To get to an agreement that could pass both the House and Senate, the House legislation released today scales back, and in some cases omits, important investments that were included in the reconciliation legislation that House committees crafted in September. One striking example is the omission of the paid leave program, leaving the United States as the single nation among similarly wealthy nations that lacks a national paid leave program, and leaving many workers — particularly low-paid workers, women, and workers of color — without any option to take paid time off from work to care for new child or an ill loved one or to attend to their own health issue. Paid leave is a critical support for workers that helps them stay connected to their jobs and the labor market and improves their financial security when they need time off.

In most cases, the new investments in the bill would not be permanent policies and to have a lasting impact, policymakers would need to extend them in the future. Given the strong evidence base that supports key policies in the package and the way the advances build on existing successful programs and policies, we are confident that these investments would pay large dividends for the country and prove themselves worthy of being continued.

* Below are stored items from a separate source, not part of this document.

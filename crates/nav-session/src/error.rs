//! Session-subsystem error type.

use thiserror::Error;

use nav_core::AgentId;
use nav_graph::GraphError;
use nav_steer::SteerError;

/// Errors produced by `nav-session`.
#[derive(Debug, Error)]
pub enum SessionError {
    #[error("agent {0} not found")]
    AgentNotFound(AgentId),

    #[error(transparent)]
    Steer(#[from] SteerError),

    #[error(transparent)]
    Graph(#[from] GraphError),
}

pub type SessionResult<T> = Result<T, SessionError>;
//! Planar vector type and angle utilities.
//!
//! `Vec2` uses `f32` throughout.  The movement layer works on the ground
//! plane only; vertical placement is the renderer's problem, so a 2-D vector
//! is the canonical position/velocity type everywhere in `arena-nav`.

use std::ops::{Add, AddAssign, Mul, Neg, Sub};

/// A 2-D vector on the ground plane, in world units.
#[derive(Copy, Clone, Debug, Default, PartialEq)]
#[cfg_attr(feature = "serde", derive(serde::Serialize, serde::Deserialize))]
pub struct Vec2 {
    pub x: f32,
    pub y: f32,
}

impl Vec2 {
    pub const ZERO: Vec2 = Vec2 { x: 0.0, y: 0.0 };

    #[inline]
    pub fn new(x: f32, y: f32) -> Self {
        Self { x, y }
    }

    /// Unit vector pointing along `angle` radians (0 = +x, π/2 = +y).
    #[inline]
    pub fn from_angle(angle: f32) -> Self {
        Self { x: angle.cos(), y: angle.sin() }
    }

    #[inline]
    pub fn dot(self, other: Vec2) -> f32 {
        self.x * other.x + self.y * other.y
    }

    #[inline]
    pub fn length_sq(self) -> f32 {
        self.dot(self)
    }

    #[inline]
    pub fn length(self) -> f32 {
        self.length_sq().sqrt()
    }

    #[inline]
    pub fn distance(self, other: Vec2) -> f32 {
        (other - self).length()
    }

    /// Direction of this vector in radians (`atan2(y, x)`).
    #[inline]
    pub fn angle(self) -> f32 {
        self.y.atan2(self.x)
    }

    /// Normalized copy, or `Vec2::ZERO` when the length is (near) zero.
    pub fn normalized(self) -> Vec2 {
        let len = self.length();
        if len <= f32::EPSILON {
            Vec2::ZERO
        } else {
            Vec2::new(self.x / len, self.y / len)
        }
    }

    /// `true` when both components are exactly zero.
    #[inline]
    pub fn is_zero(self) -> bool {
        self.x == 0.0 && self.y == 0.0
    }
}

impl Add for Vec2 {
    type Output = Vec2;
    #[inline]
    fn add(self, rhs: Vec2) -> Vec2 {
        Vec2::new(self.x + rhs.x, self.y + rhs.y)
    }
}

impl AddAssign for Vec2 {
    #[inline]
    fn add_assign(&mut self, rhs: Vec2) {
        self.x += rhs.x;
        self.y += rhs.y;
    }
}

impl Sub for Vec2 {
    type Output = Vec2;
    #[inline]
    fn sub(self, rhs: Vec2) -> Vec2 {
        Vec2::new(self.x - rhs.x, self.y - rhs.y)
    }
}

impl Mul<f32> for Vec2 {
    type Output = Vec2;
    #[inline]
    fn mul(self, rhs: f32) -> Vec2 {
        Vec2::new(self.x * rhs, self.y * rhs)
    }
}

impl Neg for Vec2 {
    type Output = Vec2;
    #[inline]
    fn neg(self) -> Vec2 {
        Vec2::new(-self.x, -self.y)
    }
}

impl std::fmt::Display for Vec2 {
    fn fmt(&self, f: &mut std::fmt::Formatter<'_>) -> std::fmt::Result {
        write!(f, "({:.3}, {:.3})", self.x, self.y)
    }
}

// ── Angle helpers ─────────────────────────────────────────────────────────────

/// Wrap an angle into `(-π, π]`.
pub fn wrap_angle(angle: f32) -> f32 {
    let two_pi = std::f32::consts::TAU;
    let mut a = angle % two_pi;
    if a > std::f32::consts::PI {
        a -= two_pi;
    } else if a <= -std::f32::consts::PI {
        a += two_pi;
    }
    a
}

/// Smallest absolute difference between two angles, in `[0, π]`.
#[inline]
pub fn angle_between(a: f32, b: f32) -> f32 {
    wrap_angle(b - a).abs()
}

/// Rotate `current` toward `target` by at most `max_step` radians.
///
/// Mirrors quaternion rotate-towards restricted to the ground plane: the
/// rotation always takes the shorter arc and never overshoots.
pub fn rotate_toward(current: f32, target: f32, max_step: f32) -> f32 {
    let delta = wrap_angle(target - current);
    if delta.abs() <= max_step {
        target
    } else {
        wrap_angle(current + max_step.copysign(delta))
    }
}

/// Shortest distance from point `p` to the segment `a`–`b`.
///
/// Degenerate segments (`a == b`) fall back to point distance.
pub fn point_segment_distance(p: Vec2, a: Vec2, b: Vec2) -> f32 {
    let ab = b - a;
    let len_sq = ab.length_sq();
    if len_sq <= f32::EPSILON {
        return p.distance(a);
    }
    let t = ((p - a).dot(ab) / len_sq).clamp(0.0, 1.0);
    p.distance(a + ab * t)
}
//! Graph-subsystem error type.

use thiserror::Error;

use nav_core::NodeId;

/// Errors produced by `nav-graph`.
#[derive(Debug, Error)]
pub enum GraphError {
    /// The open set was exhausted without reaching the goal node.
    #[error("no path from {from} to {to}")]
    NoPath { from: NodeId, to: NodeId },

    /// The graph has no nodes — the sampling bounds were fully obstructed
    /// or the graph was never built.
    #[error("navigation graph is empty")]
    EmptyGraph,
}

pub type GraphResult<T> = Result<T, GraphError>;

Because the revenue-raising measures and the savings from the drug-related rule are permanent, they will improve the longer-run fiscal outlook, putting the nation in a stronger position to sustain important policy advances into the future. Moreover, there will be ample ways to raise additional revenues in the future. While the package raises substantial revenues, it doesn’t include many important measures that would do more to push against staggering levels of inequality in the country and provide resources for important investments.

Today’s framework would represent one of the most consequential pieces of legislation in a generation. While no bill will, by itself, end poverty or create equal opportunity, this framework would move the nation toward economic, racial, and health justice.